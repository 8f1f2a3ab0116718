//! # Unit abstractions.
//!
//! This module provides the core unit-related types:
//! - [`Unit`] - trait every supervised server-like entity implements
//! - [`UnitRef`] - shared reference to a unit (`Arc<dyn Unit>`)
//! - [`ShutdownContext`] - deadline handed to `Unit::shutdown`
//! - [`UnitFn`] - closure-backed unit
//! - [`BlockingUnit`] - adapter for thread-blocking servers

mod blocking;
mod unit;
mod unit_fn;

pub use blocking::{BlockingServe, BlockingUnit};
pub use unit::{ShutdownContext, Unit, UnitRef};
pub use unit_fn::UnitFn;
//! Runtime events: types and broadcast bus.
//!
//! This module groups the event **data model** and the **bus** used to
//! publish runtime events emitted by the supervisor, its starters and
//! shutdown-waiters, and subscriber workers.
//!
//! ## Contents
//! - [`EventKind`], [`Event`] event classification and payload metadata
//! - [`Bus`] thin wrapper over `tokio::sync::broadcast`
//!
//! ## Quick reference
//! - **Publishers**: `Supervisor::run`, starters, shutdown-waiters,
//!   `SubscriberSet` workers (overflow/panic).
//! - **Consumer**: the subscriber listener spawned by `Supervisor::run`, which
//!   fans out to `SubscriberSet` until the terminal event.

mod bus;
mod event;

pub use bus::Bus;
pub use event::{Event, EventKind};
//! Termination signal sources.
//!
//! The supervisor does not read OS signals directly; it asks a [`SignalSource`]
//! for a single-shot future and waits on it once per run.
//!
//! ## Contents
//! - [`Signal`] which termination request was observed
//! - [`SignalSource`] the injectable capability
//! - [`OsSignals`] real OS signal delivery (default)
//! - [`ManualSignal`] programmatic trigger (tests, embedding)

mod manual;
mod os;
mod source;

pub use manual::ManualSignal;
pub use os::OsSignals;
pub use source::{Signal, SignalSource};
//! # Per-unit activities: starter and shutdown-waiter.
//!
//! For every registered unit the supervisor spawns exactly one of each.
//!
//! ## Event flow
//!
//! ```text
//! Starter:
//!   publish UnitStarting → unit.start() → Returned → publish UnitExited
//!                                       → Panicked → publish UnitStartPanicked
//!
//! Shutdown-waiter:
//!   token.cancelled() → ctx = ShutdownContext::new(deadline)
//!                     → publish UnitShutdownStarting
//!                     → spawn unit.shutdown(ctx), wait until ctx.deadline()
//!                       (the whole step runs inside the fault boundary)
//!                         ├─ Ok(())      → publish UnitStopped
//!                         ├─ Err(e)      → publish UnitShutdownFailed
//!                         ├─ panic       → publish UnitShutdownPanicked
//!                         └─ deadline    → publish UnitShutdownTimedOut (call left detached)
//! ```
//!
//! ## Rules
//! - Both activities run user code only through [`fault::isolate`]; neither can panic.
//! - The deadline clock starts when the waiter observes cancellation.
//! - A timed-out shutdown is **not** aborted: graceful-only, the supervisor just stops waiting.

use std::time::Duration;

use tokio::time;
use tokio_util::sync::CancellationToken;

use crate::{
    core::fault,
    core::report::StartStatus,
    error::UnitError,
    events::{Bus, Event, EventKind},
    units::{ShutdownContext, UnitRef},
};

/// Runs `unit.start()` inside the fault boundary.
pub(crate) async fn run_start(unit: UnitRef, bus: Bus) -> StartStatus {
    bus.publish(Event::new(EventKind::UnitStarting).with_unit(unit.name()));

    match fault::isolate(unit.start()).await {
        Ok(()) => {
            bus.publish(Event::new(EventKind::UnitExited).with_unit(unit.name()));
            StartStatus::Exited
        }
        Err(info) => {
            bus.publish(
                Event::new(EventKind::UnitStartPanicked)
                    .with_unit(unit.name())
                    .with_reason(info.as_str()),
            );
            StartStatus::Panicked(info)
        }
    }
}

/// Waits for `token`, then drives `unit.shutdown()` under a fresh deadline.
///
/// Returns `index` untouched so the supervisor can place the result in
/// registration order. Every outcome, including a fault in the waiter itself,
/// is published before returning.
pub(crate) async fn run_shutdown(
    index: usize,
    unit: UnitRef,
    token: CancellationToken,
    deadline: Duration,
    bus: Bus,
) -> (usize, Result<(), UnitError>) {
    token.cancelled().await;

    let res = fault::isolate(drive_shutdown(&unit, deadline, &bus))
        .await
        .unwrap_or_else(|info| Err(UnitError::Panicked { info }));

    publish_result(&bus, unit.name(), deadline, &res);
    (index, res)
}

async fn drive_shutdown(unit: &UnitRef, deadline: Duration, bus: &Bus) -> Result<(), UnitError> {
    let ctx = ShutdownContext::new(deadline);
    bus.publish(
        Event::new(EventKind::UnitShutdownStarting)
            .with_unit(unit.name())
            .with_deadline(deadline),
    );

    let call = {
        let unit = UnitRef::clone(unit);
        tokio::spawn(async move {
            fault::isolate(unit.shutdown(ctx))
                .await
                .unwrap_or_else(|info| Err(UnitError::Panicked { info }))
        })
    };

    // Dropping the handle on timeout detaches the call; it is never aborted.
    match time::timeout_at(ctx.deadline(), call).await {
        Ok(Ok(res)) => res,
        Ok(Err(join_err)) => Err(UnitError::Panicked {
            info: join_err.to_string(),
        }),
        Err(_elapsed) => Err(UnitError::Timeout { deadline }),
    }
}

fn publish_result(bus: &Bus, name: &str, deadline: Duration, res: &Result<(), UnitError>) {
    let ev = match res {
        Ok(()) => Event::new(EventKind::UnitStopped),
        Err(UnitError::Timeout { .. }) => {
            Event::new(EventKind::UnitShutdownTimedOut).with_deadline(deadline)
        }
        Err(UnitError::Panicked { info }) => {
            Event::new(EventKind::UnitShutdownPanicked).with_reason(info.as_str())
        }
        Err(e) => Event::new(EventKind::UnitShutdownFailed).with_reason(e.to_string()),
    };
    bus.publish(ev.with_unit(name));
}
#####
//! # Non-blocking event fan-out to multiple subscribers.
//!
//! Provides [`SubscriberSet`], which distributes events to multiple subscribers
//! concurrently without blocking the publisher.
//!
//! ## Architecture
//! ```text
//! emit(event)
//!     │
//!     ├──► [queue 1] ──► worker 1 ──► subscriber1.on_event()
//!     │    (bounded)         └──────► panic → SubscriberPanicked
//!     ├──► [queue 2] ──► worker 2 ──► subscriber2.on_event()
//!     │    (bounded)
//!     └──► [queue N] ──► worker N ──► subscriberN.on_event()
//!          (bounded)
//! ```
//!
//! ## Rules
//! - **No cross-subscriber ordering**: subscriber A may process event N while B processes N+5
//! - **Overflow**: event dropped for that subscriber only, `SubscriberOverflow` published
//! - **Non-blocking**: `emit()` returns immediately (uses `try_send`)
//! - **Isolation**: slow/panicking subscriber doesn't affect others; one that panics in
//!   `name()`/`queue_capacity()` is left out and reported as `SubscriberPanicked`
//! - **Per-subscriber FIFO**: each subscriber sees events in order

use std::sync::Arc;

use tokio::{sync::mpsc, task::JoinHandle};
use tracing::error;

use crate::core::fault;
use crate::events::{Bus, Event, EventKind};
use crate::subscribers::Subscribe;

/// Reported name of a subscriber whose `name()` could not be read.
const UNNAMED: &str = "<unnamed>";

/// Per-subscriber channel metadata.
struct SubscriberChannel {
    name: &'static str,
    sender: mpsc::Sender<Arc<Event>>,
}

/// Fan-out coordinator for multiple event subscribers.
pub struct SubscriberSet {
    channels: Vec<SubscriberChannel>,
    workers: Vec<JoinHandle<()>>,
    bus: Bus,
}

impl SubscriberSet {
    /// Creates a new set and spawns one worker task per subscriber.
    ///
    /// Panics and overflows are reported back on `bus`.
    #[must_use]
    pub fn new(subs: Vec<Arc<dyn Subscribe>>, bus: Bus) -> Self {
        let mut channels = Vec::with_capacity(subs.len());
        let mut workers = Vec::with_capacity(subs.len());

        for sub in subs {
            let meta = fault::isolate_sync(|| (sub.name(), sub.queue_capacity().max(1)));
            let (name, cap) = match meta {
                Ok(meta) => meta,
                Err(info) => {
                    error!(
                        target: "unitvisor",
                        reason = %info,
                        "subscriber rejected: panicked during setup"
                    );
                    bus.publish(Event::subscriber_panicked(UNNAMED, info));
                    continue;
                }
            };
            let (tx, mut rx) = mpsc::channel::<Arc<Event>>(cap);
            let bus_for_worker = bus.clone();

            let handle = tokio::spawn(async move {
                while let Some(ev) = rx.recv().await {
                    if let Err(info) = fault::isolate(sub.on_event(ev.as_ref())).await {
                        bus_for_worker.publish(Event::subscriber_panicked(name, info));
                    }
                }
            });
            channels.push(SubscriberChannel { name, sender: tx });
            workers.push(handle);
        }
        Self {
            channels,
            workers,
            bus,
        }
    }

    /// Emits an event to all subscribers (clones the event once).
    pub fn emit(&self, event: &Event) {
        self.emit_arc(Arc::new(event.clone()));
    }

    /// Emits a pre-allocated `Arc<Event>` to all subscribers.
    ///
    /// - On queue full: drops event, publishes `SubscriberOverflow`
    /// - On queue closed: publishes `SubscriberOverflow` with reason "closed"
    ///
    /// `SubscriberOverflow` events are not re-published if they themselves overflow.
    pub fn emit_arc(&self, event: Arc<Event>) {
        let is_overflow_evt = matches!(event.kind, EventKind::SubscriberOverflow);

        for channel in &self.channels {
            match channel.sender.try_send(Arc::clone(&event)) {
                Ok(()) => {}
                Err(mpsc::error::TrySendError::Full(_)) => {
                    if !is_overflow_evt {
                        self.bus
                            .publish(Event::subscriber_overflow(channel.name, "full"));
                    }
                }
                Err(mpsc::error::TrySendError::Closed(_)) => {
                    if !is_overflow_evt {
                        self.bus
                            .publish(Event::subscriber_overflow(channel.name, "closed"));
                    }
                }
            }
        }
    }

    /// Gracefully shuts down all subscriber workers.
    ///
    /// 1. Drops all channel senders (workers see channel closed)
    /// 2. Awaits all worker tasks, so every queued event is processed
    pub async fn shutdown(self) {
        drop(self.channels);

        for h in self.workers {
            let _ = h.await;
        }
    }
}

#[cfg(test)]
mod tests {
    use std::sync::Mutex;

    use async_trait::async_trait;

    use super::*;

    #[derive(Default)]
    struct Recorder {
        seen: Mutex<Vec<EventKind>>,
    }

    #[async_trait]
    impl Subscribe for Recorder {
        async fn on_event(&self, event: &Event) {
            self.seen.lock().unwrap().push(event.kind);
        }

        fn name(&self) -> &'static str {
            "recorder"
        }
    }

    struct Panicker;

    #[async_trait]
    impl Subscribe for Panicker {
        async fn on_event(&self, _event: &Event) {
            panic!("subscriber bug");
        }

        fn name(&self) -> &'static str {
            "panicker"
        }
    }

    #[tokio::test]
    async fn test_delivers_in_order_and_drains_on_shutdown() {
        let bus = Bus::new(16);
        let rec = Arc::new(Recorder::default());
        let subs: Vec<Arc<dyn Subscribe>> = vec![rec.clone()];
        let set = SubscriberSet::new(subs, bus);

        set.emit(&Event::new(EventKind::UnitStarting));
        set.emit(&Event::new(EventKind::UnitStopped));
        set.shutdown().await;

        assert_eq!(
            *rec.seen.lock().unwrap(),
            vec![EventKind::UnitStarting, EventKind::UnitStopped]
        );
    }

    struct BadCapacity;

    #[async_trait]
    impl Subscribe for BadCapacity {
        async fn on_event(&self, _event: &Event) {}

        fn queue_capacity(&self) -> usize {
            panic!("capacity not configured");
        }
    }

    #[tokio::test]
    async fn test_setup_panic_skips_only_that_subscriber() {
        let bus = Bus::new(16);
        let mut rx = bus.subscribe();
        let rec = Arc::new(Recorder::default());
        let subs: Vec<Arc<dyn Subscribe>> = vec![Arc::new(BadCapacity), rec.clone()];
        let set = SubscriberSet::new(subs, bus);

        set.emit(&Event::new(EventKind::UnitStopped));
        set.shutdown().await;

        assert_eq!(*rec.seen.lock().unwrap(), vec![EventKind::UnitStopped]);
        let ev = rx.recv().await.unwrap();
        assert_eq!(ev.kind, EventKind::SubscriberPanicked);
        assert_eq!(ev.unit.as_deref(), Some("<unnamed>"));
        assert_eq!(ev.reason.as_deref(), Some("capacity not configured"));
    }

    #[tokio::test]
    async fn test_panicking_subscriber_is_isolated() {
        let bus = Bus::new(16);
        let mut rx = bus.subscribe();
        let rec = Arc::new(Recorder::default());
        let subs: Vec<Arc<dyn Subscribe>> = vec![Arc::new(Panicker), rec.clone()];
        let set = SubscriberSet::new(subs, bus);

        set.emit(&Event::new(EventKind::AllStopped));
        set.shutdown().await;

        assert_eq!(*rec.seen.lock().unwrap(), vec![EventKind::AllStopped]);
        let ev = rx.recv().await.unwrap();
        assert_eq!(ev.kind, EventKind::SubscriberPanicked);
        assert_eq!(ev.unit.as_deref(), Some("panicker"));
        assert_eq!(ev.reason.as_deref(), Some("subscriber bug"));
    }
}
#####
▶ [What needs to be done]
The entries above hold a line with "use tokio_util::sync::CancellationToken;" and a later line with "Ok(Err(join_err)) => Err(UnitError::Panicked". Write out exactly those lines and all lines between, nothing more.

▶ [Result]
use tokio_util::sync::CancellationToken;

use crate::{
    core::fault,
    core::report::StartStatus,
    error::UnitError,
    events::{Bus, Event, EventKind},
    units::{ShutdownContext, UnitRef},
};

/// Runs `unit.start()` inside the fault boundary.
pub(crate) async fn run_start(unit: UnitRef, bus: Bus) -> StartStatus {
    bus.publish(Event::new(EventKind::UnitStarting).with_unit(unit.name()));

    match fault::isolate(unit.start()).await {
        Ok(()) => {
            bus.publish(Event::new(EventKind::UnitExited).with_unit(unit.name()));
            StartStatus::Exited
        }
        Err(info) => {
            bus.publish(
                Event::new(EventKind::UnitStartPanicked)
                    .with_unit(unit.name())
                    .with_reason(info.as_str()),
            );
            StartStatus::Panicked(info)
        }
    }
}

/// Waits for `token`, then drives `unit.shutdown()` under a fresh deadline.
///
/// Returns `index` untouched so the supervisor can place the result in
/// registration order. Every outcome, including a fault in the waiter itself,
/// is published before returning.
pub(crate) async fn run_shutdown(
    index: usize,
    unit: UnitRef,
    token: CancellationToken,
    deadline: Duration,
    bus: Bus,
) -> (usize, Result<(), UnitError>) {
    token.cancelled().await;

    let res = fault::isolate(drive_shutdown(&unit, deadline, &bus))
        .await
        .unwrap_or_else(|info| Err(UnitError::Panicked { info }));

    publish_result(&bus, unit.name(), deadline, &res);
    (index, res)
}

async fn drive_shutdown(unit: &UnitRef, deadline: Duration, bus: &Bus) -> Result<(), UnitError> {
    let ctx = ShutdownContext::new(deadline);
    bus.publish(
        Event::new(EventKind::UnitShutdownStarting)
            .with_unit(unit.name())
            .with_deadline(deadline),
    );

    let call = {
        let unit = UnitRef::clone(unit);
        tokio::spawn(async move {
            fault::isolate(unit.shutdown(ctx))
                .await
                .unwrap_or_else(|info| Err(UnitError::Panicked { info }))
        })
    };

    // Dropping the handle on timeout detaches the call; it is never aborted.
    match time::timeout_at(ctx.deadline(), call).await {
        Ok(Ok(res)) => res,
        Ok(Err(join_err)) => Err(UnitError::Panicked {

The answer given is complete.